WORK REQUIRED >> Find the lines of data that contain the string "becomes", then list them.

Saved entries
⁂

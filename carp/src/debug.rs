//! Trace events for protocol debugging.
//!
//! Recorded in test builds and with the `trace` feature (development and
//! simulation only). The router records events into a bounded buffer that
//! the host drains; there is no subscriber machinery, which keeps the
//! core `no_std`.

use crate::time::Timestamp;
use crate::types::NodeAddress;

/// Trace events emitted by the router.
#[derive(Debug, Clone, Copy, PartialEq)]
pub enum TraceEvent {
    /// A control message was decoded and dispatched.
    ControlReceived { msg_type: u8, from: NodeAddress },
    /// A received packet was dropped for an unrecognized tag or bad layout.
    MalformedDropped { len: usize },
    /// A Hello improved our believed hop count.
    HelloAdopted {
        timestamp: Timestamp,
        hop_count: u8,
        from: NodeAddress,
    },
    /// A Hello arrived but did not improve our belief.
    HelloIgnored { hop_count: u8, believed: u8 },
    /// A Hello broadcast was queued (after jitter).
    HelloSent { hop_count: u8, interface: u32 },
    /// A probe Ping was queued.
    PingSent {
        destination: NodeAddress,
        packet_count: u8,
    },
    /// A Pong reply to a prober was queued.
    PongSent {
        to: NodeAddress,
        queue: u8,
        hop_count: u8,
    },
    /// A Pong reply was recorded against an open probe.
    PongRecorded { from: NodeAddress },
    /// A Pong arrived after its probe deadline and was discarded.
    PongLate { from: NodeAddress },
    /// A probe deadline fired.
    ProbeClosed {
        destination: NodeAddress,
        replies: usize,
        relay: Option<NodeAddress>,
    },
    /// A cached route decision answered a selection without traffic.
    RouteCacheHit {
        destination: NodeAddress,
        relay: NodeAddress,
    },
    /// A data packet was handed to the transport toward a relay.
    DataForwarded {
        destination: NodeAddress,
        relay: NodeAddress,
        ident: u16,
    },
    /// A data packet was queued behind an open probe.
    DataQueued { destination: NodeAddress, ident: u16 },
    /// A DataAck matched a pending forward.
    AckReceived { ident: u16 },
    /// An ack window expired; the forward will be retried.
    AckTimeout { ident: u16, retries: u8 },
    /// A forwarded packet exhausted its retries.
    ForwardFailed { destination: NodeAddress, ident: u16 },
    /// A packet's hop limit ran out.
    HopLimitExpired { ident: u16 },
    /// A packet originated by this node came back and was swallowed.
    SelfDuplicate { origin: NodeAddress },
}

/// Record a trace event on a router.
///
/// Compiles to nothing outside tests and the `trace` feature.
#[macro_export]
macro_rules! trace_event {
    ($router:expr, $event:expr) => {{
        #[cfg(any(test, feature = "trace"))]
        {
            $router.push_trace($event);
        }
    }};
}
//! Neighbor liveness tracking.
//!
//! One entry per known neighbor, keyed by network address. Expiry only ever
//! advances on update, and stale entries are removed by explicit purge
//! passes rather than eagerly during reads: a read between the expiry
//! instant and the next purge sees the entry but reports it as not live.

use alloc::collections::BTreeMap;

use crate::time::{Duration, Timestamp};
use crate::traits::LinkResolver;
use crate::types::{LinkAddress, NodeAddress, LINK_ADDRESS_UNKNOWN, MAX_NEIGHBORS};

/// A single tracked neighbor.
#[derive(Clone, Copy, Debug)]
pub struct NeighborEntry {
    /// Link-layer address, [`LINK_ADDRESS_UNKNOWN`] until resolved.
    pub link_address: LinkAddress,
    /// Instant after which this entry is stale.
    pub expire_at: Timestamp,
    /// Last observed quality of the link from this neighbor, quantized to
    /// 1/255 steps. Zero until a reception carries a quality figure.
    pub link_quality: u8,
}

/// Table of known neighbors and their liveness.
///
/// A `BTreeMap` keeps iteration order deterministic, which matters for
/// reproducible simulation runs.
#[derive(Clone, Debug, Default)]
pub struct NeighborTable {
    entries: BTreeMap<NodeAddress, NeighborEntry>,
}

impl NeighborTable {
    /// Create an empty table.
    pub fn new() -> Self {
        Self::default()
    }

    /// Record activity from a neighbor, extending its liveness.
    ///
    /// The expiry becomes `max(current, now + lifetime)`: updates never
    /// rewind liveness. New entries attempt link-address resolution; a
    /// failed resolution leaves the sentinel in place and is retried on
    /// the next update. Inserting beyond [`MAX_NEIGHBORS`] is refused.
    pub fn update<L: LinkResolver>(
        &mut self,
        addr: NodeAddress,
        lifetime: Duration,
        now: Timestamp,
        resolver: &mut L,
    ) {
        let candidate = now.saturating_add(lifetime);
        if let Some(entry) = self.entries.get_mut(&addr) {
            entry.expire_at = entry.expire_at.max(candidate);
            if entry.link_address == LINK_ADDRESS_UNKNOWN {
                if let Some(link) = resolver.resolve(addr) {
                    entry.link_address = link;
                }
            }
            return;
        }

        if self.entries.len() >= MAX_NEIGHBORS {
            return;
        }
        let link_address = resolver.resolve(addr).unwrap_or(LINK_ADDRESS_UNKNOWN);
        self.entries.insert(
            addr,
            NeighborEntry {
                link_address,
                expire_at: candidate,
                link_quality: 0,
            },
        );
    }

    /// Record an observed link quality for a neighbor already in the table.
    pub fn observe_link_quality(&mut self, addr: NodeAddress, quality: u8) {
        if let Some(entry) = self.entries.get_mut(&addr) {
            entry.link_quality = quality;
        }
    }

    /// Whether the address is a live neighbor at `now`.
    ///
    /// An unpurged stale entry is present but not live.
    pub fn is_neighbor(&self, addr: NodeAddress, now: Timestamp) -> bool {
        self.entries
            .get(&addr)
            .is_some_and(|entry| entry.expire_at > now)
    }

    /// Whether an entry exists at all, live or stale.
    pub fn contains(&self, addr: NodeAddress) -> bool {
        self.entries.contains_key(&addr)
    }

    /// Remaining liveness for a neighbor, zero if absent or already stale.
    pub fn expire_time(&self, addr: NodeAddress, now: Timestamp) -> Duration {
        self.entries
            .get(&addr)
            .map(|entry| entry.expire_at.saturating_sub(now))
            .unwrap_or(Duration::ZERO)
    }

    /// Get a neighbor's entry.
    pub fn get(&self, addr: NodeAddress) -> Option<&NeighborEntry> {
        self.entries.get(&addr)
    }

    /// Remove every entry whose expiry has passed.
    ///
    /// Safe to call at any time; returns the number of removed entries.
    pub fn purge(&mut self, now: Timestamp) -> usize {
        let before = self.entries.len();
        self.entries.retain(|_, entry| entry.expire_at > now);
        before - self.entries.len()
    }

    /// Number of tracked entries, stale ones included.
    pub fn len(&self) -> usize {
        self.entries.len()
    }

    /// Whether the table is empty.
    pub fn is_empty(&self) -> bool {
        self.entries.is_empty()
    }

    /// Iterate addresses in ascending order.
    pub fn addresses(&self) -> impl Iterator<Item = &NodeAddress> {
        self.entries.keys()
    }
}

#[cfg(test)]
mod tests {
    use super::*;
    use crate::traits::test_impls::{DerivedResolver, MockResolver};
    use crate::traits::LinkResolver;

    const LIFETIME: Duration = Duration::from_secs(90);

    #[test]
    fn test_insert_and_query() {
        let mut table = NeighborTable::new();
        let mut resolver = DerivedResolver;
        let now = Timestamp::ZERO;

        table.update(10, LIFETIME, now, &mut resolver);
        assert!(table.is_neighbor(10, now));
        assert!(!table.is_neighbor(11, now));
        assert_eq!(table.expire_time(10, now), LIFETIME);
        assert_eq!(table.expire_time(11, now), Duration::ZERO);
    }

    #[test]
    fn test_expiry_never_rewinds() {
        let mut table = NeighborTable::new();
        let mut resolver = DerivedResolver;

        // Long lifetime first, then a shorter one at the same instant:
        // the earlier expiry must win the max and stay put.
        table.update(10, Duration::from_secs(100), Timestamp::ZERO, &mut resolver);
        table.update(10, Duration::from_secs(10), Timestamp::ZERO, &mut resolver);
        assert_eq!(
            table.expire_time(10, Timestamp::ZERO),
            Duration::from_secs(100)
        );

        // A later update with a lifetime that extends past the current
        // expiry advances it.
        let later = Timestamp::from_secs(50);
        table.update(10, Duration::from_secs(100), later, &mut resolver);
        assert_eq!(table.expire_time(10, later), Duration::from_secs(100));
    }

    #[test]
    fn test_stale_entry_present_until_purged() {
        let mut table = NeighborTable::new();
        let mut resolver = DerivedResolver;

        table.update(10, Duration::from_secs(1), Timestamp::ZERO, &mut resolver);
        let after = Timestamp::from_secs(2);

        // Stale but unpurged: present, not live, zero remaining.
        assert!(table.contains(10));
        assert!(!table.is_neighbor(10, after));
        assert_eq!(table.expire_time(10, after), Duration::ZERO);

        assert_eq!(table.purge(after), 1);
        assert!(!table.contains(10));
        assert_eq!(table.purge(after), 0);
    }

    #[test]
    fn test_unresolved_link_retried() {
        let mut table = NeighborTable::new();
        let mut resolver = MockResolver::new();

        table.update(10, LIFETIME, Timestamp::ZERO, &mut resolver);
        assert_eq!(table.get(10).unwrap().link_address, LINK_ADDRESS_UNKNOWN);

        // Resolution becomes possible later; the next update picks it up.
        resolver.insert(10, [1, 2, 3, 4, 5, 6]);
        table.update(10, LIFETIME, Timestamp::from_secs(1), &mut resolver);
        assert_eq!(table.get(10).unwrap().link_address, [1, 2, 3, 4, 5, 6]);
    }

    #[test]
    fn test_one_entry_per_address() {
        let mut table = NeighborTable::new();
        let mut resolver = DerivedResolver;

        for _ in 0..5 {
            table.update(10, LIFETIME, Timestamp::ZERO, &mut resolver);
        }
        assert_eq!(table.len(), 1);
    }

    #[test]
    fn test_capacity_bound() {
        let mut table = NeighborTable::new();
        let mut resolver = DerivedResolver;

        for addr in 0..(MAX_NEIGHBORS as u32 + 10) {
            table.update(addr, LIFETIME, Timestamp::ZERO, &mut resolver);
        }
        assert_eq!(table.len(), MAX_NEIGHBORS);
        // Existing entries still update past the bound.
        table.update(0, LIFETIME, Timestamp::from_secs(1), &mut resolver);
        assert!(table.is_neighbor(0, Timestamp::from_secs(1)));
    }

    #[test]
    fn test_link_quality_observation() {
        let mut table = NeighborTable::new();
        let mut resolver = DerivedResolver;

        // Observations for unknown neighbors are dropped.
        table.observe_link_quality(10, 200);
        assert!(table.get(10).is_none());

        table.update(10, LIFETIME, Timestamp::ZERO, &mut resolver);
        assert_eq!(table.get(10).unwrap().link_quality, 0);
        table.observe_link_quality(10, 200);
        assert_eq!(table.get(10).unwrap().link_quality, 200);
    }

    #[test]
    fn test_resolver_trait_object_compat() {
        // The table only needs the trait, not a concrete resolver.
        fn update_via<R: LinkResolver>(table: &mut NeighborTable, r: &mut R) {
            table.update(7, LIFETIME, Timestamp::ZERO, r);
        }
        let mut table = NeighborTable::new();
        update_via(&mut table, &mut DerivedResolver);
        assert!(table.contains(7));
    }
}
//! Tally CLI - Personal expense ledger
//!
//! Usage:
//!   tally init                              Initialize database
//!   tally user add --identity 42            Onboard a user
//!   tally record 100 RUB food --user 42     Record an expense
//!   tally report --period week              Show this week's expenses

mod cli;
mod commands;


use anyhow::Result;
use clap::Parser;
use tally_core::logging;

use cli::*;

#[tokio::main]
async fn main() -> Result<()> {
    let cli = Cli::parse();

    // Priority: RUST_LOG env var > --verbose flag > default (info)
    let telemetry = logging::init(cli.verbose)?;

    let config = commands::load_config(cli.db.as_deref())?;
    let ledger = commands::open_ledger(config, telemetry.clone()).await?;

    let result = match cli.command {
        Commands::Init => commands::cmd_init(&ledger),
        Commands::Status => commands::cmd_status(&ledger),
        Commands::User { action } => match action {
            UserAction::Add {
                identity,
                name,
                last_name,
                email,
            } => commands::cmd_user_add(&ledger, identity, name, last_name, email).await,
            UserAction::Show { identity } => commands::cmd_user_show(&ledger, identity),
        },
        Commands::Record {
            amount,
            currency,
            category,
            user,
            date,
        } => {
            commands::cmd_record(&ledger, &amount, &currency, &category, user, date.as_deref())
                .await
        }
        Commands::Report {
            period,
            day,
            category,
            user,
            json,
        } => {
            let query = commands::ReportQuery::parse(&period, day.as_deref(), category, user)?;
            commands::cmd_report(&ledger, &query, json).await
        }
        Commands::Categories => commands::cmd_categories(&ledger),
        Commands::Currencies => commands::cmd_currencies(&ledger),
    };

    telemetry.shutdown();
    result
}
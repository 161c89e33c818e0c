//! Async entry points for request handlers
//!
//! Pool acquisition and SQLite calls block, so every operation runs on
//! tokio's blocking thread pool. If the caller drops the future, the blocking
//! task still runs to completion and returns its connection to the pool.

use chrono::NaiveDate;
use rust_decimal::Decimal;

use crate::config::LedgerConfig;
use crate::db::{Database, PoolStatus};
use crate::error::{Error, Result};
use crate::logging::Telemetry;
use crate::models::{ExpenseRow, NewUser, ReportFilter};
use crate::period::PeriodSpec;

/// Cloneable handle shared by all request handlers
#[derive(Clone)]
pub struct Ledger {
    db: Database,
}

impl Ledger {
    pub fn new(db: Database) -> Self {
        Self { db }
    }

    /// Open the pool and ensure the schema, off the async thread
    pub async fn connect(config: LedgerConfig, telemetry: Telemetry) -> Result<Self> {
        let db = tokio::task::spawn_blocking(move || Database::connect(&config, &telemetry))
            .await
            .map_err(|e| Error::Task(e.to_string()))??;
        Ok(Self::new(db))
    }

    /// The underlying synchronous database
    pub fn database(&self) -> &Database {
        &self.db
    }

    pub fn pool_status(&self) -> PoolStatus {
        self.db.status()
    }

    async fn run<T, F>(&self, f: F) -> Result<T>
    where
        F: FnOnce(&Database) -> Result<T> + Send + 'static,
        T: Send + 'static,
    {
        let db = self.db.clone();
        tokio::task::spawn_blocking(move || f(&db))
            .await
            .map_err(|e| Error::Task(e.to_string()))?
    }

    /// Onboard a user on first authorization
    pub async fn register_user(&self, user: NewUser) -> Result<i64> {
        self.run(move |db| db.create_user(&user)).await
    }

    pub async fn resolve_user_id(&self, external_identity: i64) -> Result<Option<i64>> {
        self.run(move |db| db.resolve_user_id(external_identity)).await
    }

    /// Record an expense for an onboarded user
    pub async fn record_expense(
        &self,
        amount: Decimal,
        currency_name: &str,
        category_name: &str,
        external_identity: i64,
    ) -> Result<i64> {
        let currency = currency_name.to_string();
        let category = category_name.to_string();
        self.run(move |db| db.record_expense(amount, &currency, &category, external_identity))
            .await
    }

    /// Record a backdated expense for an onboarded user
    pub async fn record_expense_on(
        &self,
        amount: Decimal,
        currency_name: &str,
        category_name: &str,
        external_identity: i64,
        created_at: NaiveDate,
    ) -> Result<i64> {
        let currency = currency_name.to_string();
        let category = category_name.to_string();
        self.run(move |db| {
            db.record_expense_on(amount, &currency, &category, external_identity, created_at)
        })
        .await
    }

    /// All users' expenses in `period`, optionally in one category
    pub async fn get_report(
        &self,
        period: PeriodSpec,
        category: Option<&str>,
    ) -> Result<Vec<ExpenseRow>> {
        let category = category.map(str::to_string);
        self.run(move |db| db.query(period, category.as_deref()))
            .await
    }

    /// One user's expenses in `period`, optionally in one category
    pub async fn get_user_report(
        &self,
        external_identity: i64,
        period: PeriodSpec,
        category: Option<&str>,
    ) -> Result<Vec<ExpenseRow>> {
        let category = category.map(str::to_string);
        self.run(move |db| {
            let user_id = db
                .resolve_user_id(external_identity)?
                .ok_or(Error::UnknownUser(external_identity))?;
            let filter = ReportFilter {
                category,
                user_id: Some(user_id),
            };
            db.query_report(period, &filter)
        })
        .await
    }

    /// Expenses in `period` matching an arbitrary filter
    pub async fn get_filtered_report(
        &self,
        period: PeriodSpec,
        filter: ReportFilter,
    ) -> Result<Vec<ExpenseRow>> {
        self.run(move |db| db.query_report(period, &filter)).await
    }

    /// Expenses recorded on exactly `day`
    pub async fn get_expenses_by_specific_day(
        &self,
        day: NaiveDate,
        filter: ReportFilter,
    ) -> Result<Vec<ExpenseRow>> {
        self.run(move |db| db.get_expenses_by_specific_day(day, &filter))
            .await
    }
}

⁂

TASK RESPONSE >>
    /// The expiry becomes `max(current, now + lifetime)`: updates never
        // Resolution becomes possible later; the next update picks it up.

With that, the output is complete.